Nowadays, estimation demand in statistics
is increased worldwide to seek out an estimate, or approximation, which may be
a value which will be used for various purpose, albeit the input data could
also be incomplete, uncertain, or unstable. The development of different
estimation methods is trying to provide most accurate estimate and estimation
theory deals with finding estimates with good properties. The demand of small
area estimation (SAE) method has been increasing rapidly around the world
because of its reliability compared to the traditional direct estimation
methods, especially in the case of small sample size. This paper mainly focuses
on the comparison of several indirect small area estimation methods
(post-stratified synthetic, SSD and EB estimates) with traditional direct
estimator based on a renowned data set.

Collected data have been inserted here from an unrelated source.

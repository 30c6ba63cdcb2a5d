//! Uniqueness tracking for generated values
//!
//! The tracker remembers every value it has handed out since the last
//! [`UniquenessTracker::reset`]. Callers decide the reset scope; the
//! assembler resets once per resource, once after all resources and once
//! after the outputs.

use rand::Rng;
use std::collections::HashSet;

/// Draws attempted before giving up on a fresh value
pub const DEFAULT_MAX_ATTEMPTS: usize = 1_000;

/// Failure to produce a value that has not been seen since the last reset
#[derive(Debug, Clone, PartialEq, Eq, thiserror::Error)]
pub enum UniquenessError {
    /// Every attempt produced a value already handed out in this scope
    #[error("no unique value found after {attempts} attempts ({seen} values already in use)")]
    Exhausted {
        /// Number of draws attempted
        attempts: usize,
        /// Number of values claimed in the current scope
        seen: usize,
    },
}

/// Tracks values handed out within one reset scope
#[derive(Debug, Clone)]
pub struct UniquenessTracker {
    seen: HashSet<String>,
    max_attempts: usize,
}

impl UniquenessTracker {
    /// Create a tracker with the default attempt budget
    pub fn new() -> Self {
        Self::with_max_attempts(DEFAULT_MAX_ATTEMPTS)
    }

    /// Create a tracker that gives up after `max_attempts` draws
    pub fn with_max_attempts(max_attempts: usize) -> Self {
        Self { seen: HashSet::new(), max_attempts: max_attempts.max(1) }
    }

    /// Record `value`, returning false if it was already claimed in this scope
    pub fn claim(&mut self, value: &str) -> bool {
        if self.seen.contains(value) {
            return false;
        }
        self.seen.insert(value.to_string())
    }

    /// Draw values from `make` until one has not been claimed yet
    pub fn unique<R, F>(&mut self, rng: &mut R, mut make: F) -> Result<String, UniquenessError>
    where
        R: Rng + ?Sized,
        F: FnMut(&mut R) -> String,
    {
        for _ in 0..self.max_attempts {
            let candidate = make(rng);
            if self.claim(&candidate) {
                return Ok(candidate);
            }
        }

        Err(UniquenessError::Exhausted { attempts: self.max_attempts, seen: self.seen.len() })
    }

    /// Forget every claimed value
    pub fn reset(&mut self) {
        self.seen.clear();
    }

    /// Number of values claimed since the last reset
    pub fn len(&self) -> usize {
        self.seen.len()
    }

    /// Whether nothing has been claimed since the last reset
    pub fn is_empty(&self) -> bool {
        self.seen.is_empty()
    }
}

impl Default for UniquenessTracker {
    fn default() -> Self {
        Self::new()
    }
}

#[cfg(test)]
mod tests {
    use super::*;
    use crate::faker::words;
    use rand::rngs::StdRng;
    use rand::SeedableRng;

    #[test]
    fn test_claim_rejects_repeats_until_reset() {
        let mut tracker = UniquenessTracker::new();

        assert!(tracker.claim("cedar"));
        assert!(!tracker.claim("cedar"));
        assert_eq!(tracker.len(), 1);

        tracker.reset();
        assert!(tracker.is_empty());
        assert!(tracker.claim("cedar"));
    }

    #[test]
    fn test_unique_words_do_not_repeat_within_scope() {
        let mut rng = StdRng::seed_from_u64(5);
        let mut tracker = UniquenessTracker::new();

        let drawn: Vec<String> = (0..100)
            .map(|_| tracker.unique(&mut rng, |r| words::word(r).to_string()).unwrap())
            .collect();

        let distinct: HashSet<_> = drawn.iter().collect();
        assert_eq!(distinct.len(), 100);
        assert_eq!(tracker.len(), 100);
    }

    #[test]
    fn test_exhaustion_is_reported() {
        let mut rng = StdRng::seed_from_u64(5);
        let mut tracker = UniquenessTracker::with_max_attempts(10);

        tracker.unique(&mut rng, |_| "only".to_string()).unwrap();
        let err = tracker.unique(&mut rng, |_| "only".to_string()).unwrap_err();

        assert_eq!(err, UniquenessError::Exhausted { attempts: 10, seen: 1 });
    }
}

Direct estimator is approximately
unbiased but SSD and Post-stratified synthetic estimator is extreme biased. To
cope up the problem, we conduct another model-based estimation procedure namely
Empirical Bayes (EB) estimator, which is unbiased and compare them using their
coefficient of variation (CV). To check the model assumption, we used Q-Q plot
as well as a Histogram to confirm the normality, bivariate correlation, Akaike
information criterion (AIC).
JEL classification numbers: C13, C51, C51.
Keywords: Small Area Estimation, Direct Estimation, Indirect Estimation, Empirical
Bayes Estimator, Poverty Mapping.